Optimization of Culture Conditions and Batch-Process Control for the Augmented Production of Bacteriocin by Bacillus Species

Abstract

Abstract Background: The rise of antibiotic-resistant microorganisms is a major global health concern. This study explores the potential of soil-derived bacterial isolates in combating such pathogens, focusing on their antimicrobial properties. Results: Fifteen bacterial isolates from agricultural and polluted soils in Jizan and Jeddah were screened for their ability to inhibit common human pathogens. Two Bacillus strains, Bacillus atrophaeus and Bacillus amyloliquaefacins, were identified via 16S rDNA analysis. These strains showed notable antibacterial activity against various pathogens, including Methicillin-Resistant Staphylococcus aureus(MRSA) and Pseudomonas aeruginosa.

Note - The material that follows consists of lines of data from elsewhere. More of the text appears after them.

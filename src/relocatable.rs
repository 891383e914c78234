//! Marker traits for container element types.
//!
//! `TriviallyRelocatable` lets `TrVector`/`VmVector` move elements with
//! `memcpy` instead of move-construct-then-destroy during capacity changes
//! and erase/insert shifts, the same optimization the source's
//! `is_trivially_moveable` trait unlocks. `Persistable` is the stricter bar
//! `VmVector::map_file` requires: a type whose bit pattern is meaningful
//! across process runs, so it can't hold raw pointers, `Box`, `Vec`, or
//! anything else that encodes an address.
/// # Safety
///
/// Implementors must guarantee that a `memcpy` of `size_of::<Self>()` bytes
/// produces a bitwise-identical, independently valid value at the
/// destination, with no remaining obligation on the source (i.e. the source
/// bytes may be freed/overwritten without running `Drop`). This holds for
/// any `Copy` type and for move-only types with no internal self-reference
/// or address stored out-of-band (e.g. `Box<T>`, `Vec<T>`, `String`).
pub unsafe trait TriviallyRelocatable {}

unsafe impl TriviallyRelocatable for u8 {}
unsafe impl TriviallyRelocatable for u16 {}
unsafe impl TriviallyRelocatable for u32 {}
unsafe impl TriviallyRelocatable for u64 {}
unsafe impl TriviallyRelocatable for u128 {}
unsafe impl TriviallyRelocatable for usize {}
unsafe impl TriviallyRelocatable for i8 {}
unsafe impl TriviallyRelocatable for i16 {}
unsafe impl TriviallyRelocatable for i32 {}
unsafe impl TriviallyRelocatable for i64 {}
unsafe impl TriviallyRelocatable for i128 {}
unsafe impl TriviallyRelocatable for isize {}
unsafe impl TriviallyRelocatable for f32 {}
unsafe impl TriviallyRelocatable for f64 {}
unsafe impl TriviallyRelocatable for bool {}
unsafe impl TriviallyRelocatable for char {}
unsafe impl<T> TriviallyRelocatable for Box<T> {}
unsafe impl<T: TriviallyRelocatable> TriviallyRelocatable for Option<T> {}
unsafe impl<T: TriviallyRelocatable, const N: usize> TriviallyRelocatable for [T; N] {}

/// # Safety
///
/// Implementors must guarantee that every bit pattern `Self` can legally
/// hold contains no process-local address: no raw pointer, no `Box`/`Vec`/
/// `String`/`Rc`/`Arc`, and no type that embeds one. A value written to a
/// `vm_vector`-backed file by one process must be a valid `Self` when a
/// different process later maps the same file and reads it back.
pub unsafe trait Persistable: TriviallyRelocatable {}

unsafe impl Persistable for u8 {}
unsafe impl Persistable for u16 {}
unsafe impl Persistable for u32 {}
unsafe impl Persistable for u64 {}
unsafe impl Persistable for u128 {}
unsafe impl Persistable for usize {}
unsafe impl Persistable for i8 {}
unsafe impl Persistable for i16 {}
unsafe impl Persistable for i32 {}
unsafe impl Persistable for i64 {}
unsafe impl Persistable for i128 {}
unsafe impl Persistable for isize {}
unsafe impl Persistable for f32 {}
unsafe impl Persistable for f64 {}
unsafe impl Persistable for bool {}
unsafe impl Persistable for char {}
unsafe impl<T: Persistable, const N: usize> Persistable for [T; N] {}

Optimizing production conditions for their bacteriocin revealed that nutrient and Muller Hinton broths were ideal media, with optimal production observed at 37°C and pH levels of 7 and 8 for Bacillus atrophaeus and Bacillus amyloliquaefacins, respectively. Enhanced production was achieved in a 10-L bioreactor with controlled pH, doubling bacteriocin yield. The study monitored growth, substrate utilization, pH variation, and bacteriocin production over time. Conclusions: The isolated Bacillus strains show promise as sources of potent antimicrobials against antibiotic-resistant bacteria. The optimization of culture conditions significantly boosts bacteriocin production, highlighting the potential of these strains in developing new antimicrobial agents.